Please note that the following document, although believed to be correct at the time of issue, may not represent the current position of the CRA.
Prenez note que ce document, bien qu'exact au moment émis, peut ne pas représenter la position actuelle de l'ARC.
Principal Issues: Is the Loss Consolidation arrangement acceptable?
Reasons: Within established parameters. Similar to past Rulings.

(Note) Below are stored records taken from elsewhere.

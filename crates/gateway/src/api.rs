//! Route handlers.

use axum::body::Bytes;
use axum::extract::{Query, State};
use axum::http::StatusCode;
use axum::response::{IntoResponse, Json, Response};
use serde::{Deserialize, Serialize};
use tracing::{error, info};

use runcoach_agent::ChatReply;
use runcoach_core::UserProfile;
use runcoach_knowledge::IndexStatus;

use crate::SharedState;

/// Conversation starters offered by the frontend.
pub const QUICK_QUESTIONS: [&str; 6] = [
    "🏃 How do I start running as a beginner?",
    "🍎 What should I eat before a run?",
    "💪 Create a training plan for me",
    "🤕 How can I prevent injuries?",
    "⏱️ What's a good warm-up routine?",
    "🎯 Help me prepare for a 5K",
];

#[derive(Serialize)]
pub struct HealthResponse {
    status: &'static str,
    message: &'static str,
    knowledge: IndexStatus,
}

pub async fn health_handler(State(state): State<SharedState>) -> Json<HealthResponse> {
    Json(HealthResponse {
        status: "healthy",
        message: "RunCoach AI is running! 🏃",
        knowledge: state.coach.index().status().await,
    })
}

#[derive(Deserialize)]
pub struct ChatRequest {
    message: String,
    #[serde(default)]
    user_profile: Option<UserProfile>,
    #[serde(default)]
    session_id: Option<String>,
}

pub async fn chat_handler(State(state): State<SharedState>, Json(payload): Json<ChatRequest>) -> Json<ChatReply> {
    let profile = match payload.user_profile {
        Some(profile) => Some(profile),
        None => state.profile().await,
    };

    let session = state.session(payload.session_id.as_deref()).await;
    Json(session.chat(&payload.message, profile.as_ref()).await)
}

#[derive(Serialize)]
pub struct ProfileSaved {
    message: &'static str,
    profile: UserProfile,
}

pub async fn save_profile_handler(
    State(state): State<SharedState>,
    Json(profile): Json<UserProfile>,
) -> Json<ProfileSaved> {
    info!(goal = ?profile.goal(), "Profile saved");
    state.set_profile(profile.clone()).await;
    Json(ProfileSaved { message: "Profile saved!", profile })
}

pub async fn get_profile_handler(State(state): State<SharedState>) -> Json<serde_json::Value> {
    let profile = state
        .profile()
        .await
        .and_then(|p| serde_json::to_value(p).ok())
        .unwrap_or_else(|| serde_json::json!({}));
    Json(profile)
}

#[derive(Default, Deserialize)]
struct ResetRequest {
    #[serde(default)]
    session_id: Option<String>,
}

#[derive(Serialize)]
pub struct MessageResponse {
    message: &'static str,
}

/// The body is optional: an empty request resets the default session.
pub async fn reset_handler(State(state): State<SharedState>, body: Bytes) -> Response {
    let request = if body.iter().all(u8::is_ascii_whitespace) {
        ResetRequest::default()
    } else {
        match serde_json::from_slice::<ResetRequest>(&body) {
            Ok(request) => request,
            Err(e) => {
                return (StatusCode::BAD_REQUEST, Json(serde_json::json!({ "error": e.to_string() })))
                    .into_response();
            }
        }
    };

    state.reset_session(request.session_id.as_deref()).await;
    Json(MessageResponse { message: "Chat history cleared!" }).into_response()
}

#[derive(Deserialize)]
pub struct SearchParams {
    query: String,
    #[serde(default)]
    k: Option<usize>,
}

#[derive(Serialize, Deserialize)]
pub struct SearchResponse {
    pub results: String,
    pub sources: Vec<String>,
}

pub async fn search_handler(State(state): State<SharedState>, Query(params): Query<SearchParams>) -> Response {
    let k = params
        .k
        .filter(|k| *k > 0)
        .unwrap_or(state.coach.index().config().search_top_k);

    match state.coach.direct_search(&params.query, k).await {
        Ok(found) => Json(SearchResponse {
            results: found.context,
            sources: found.sources,
        })
        .into_response(),
        Err(e) => {
            error!(error = %e, "Knowledge search failed");
            (
                StatusCode::INTERNAL_SERVER_ERROR,
                Json(serde_json::json!({ "error": e.to_string() })),
            )
                .into_response()
        }
    }
}

pub async fn quick_questions_handler() -> Json<serde_json::Value> {
    Json(serde_json::json!({ "questions": QUICK_QUESTIONS }))
}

Re: Advance Income Tax Ruling
This is in reply to your letter of XXXXXXXXXX, wherein you requested an advance income tax ruling on behalf of the above-noted taxpayers. We understand that, to the best of your knowledge and that of the taxpayers involved, none of the issues involved in this ruling are:
(i) dealt with in an earlier return of the taxpayers or a related person;
(ii) being considered by a tax services office or taxation centre in connection with a previously filed tax return of any of the taxpayers or a related person;
(iii) under objection by any of the taxpayers or a related person;
(iv) before the courts or, if a judgment has been issued, the time limit for an appeal to a higher court has expired; or
(v) the subject of a ruling previously issued by the Income Tax Rulings Directorate.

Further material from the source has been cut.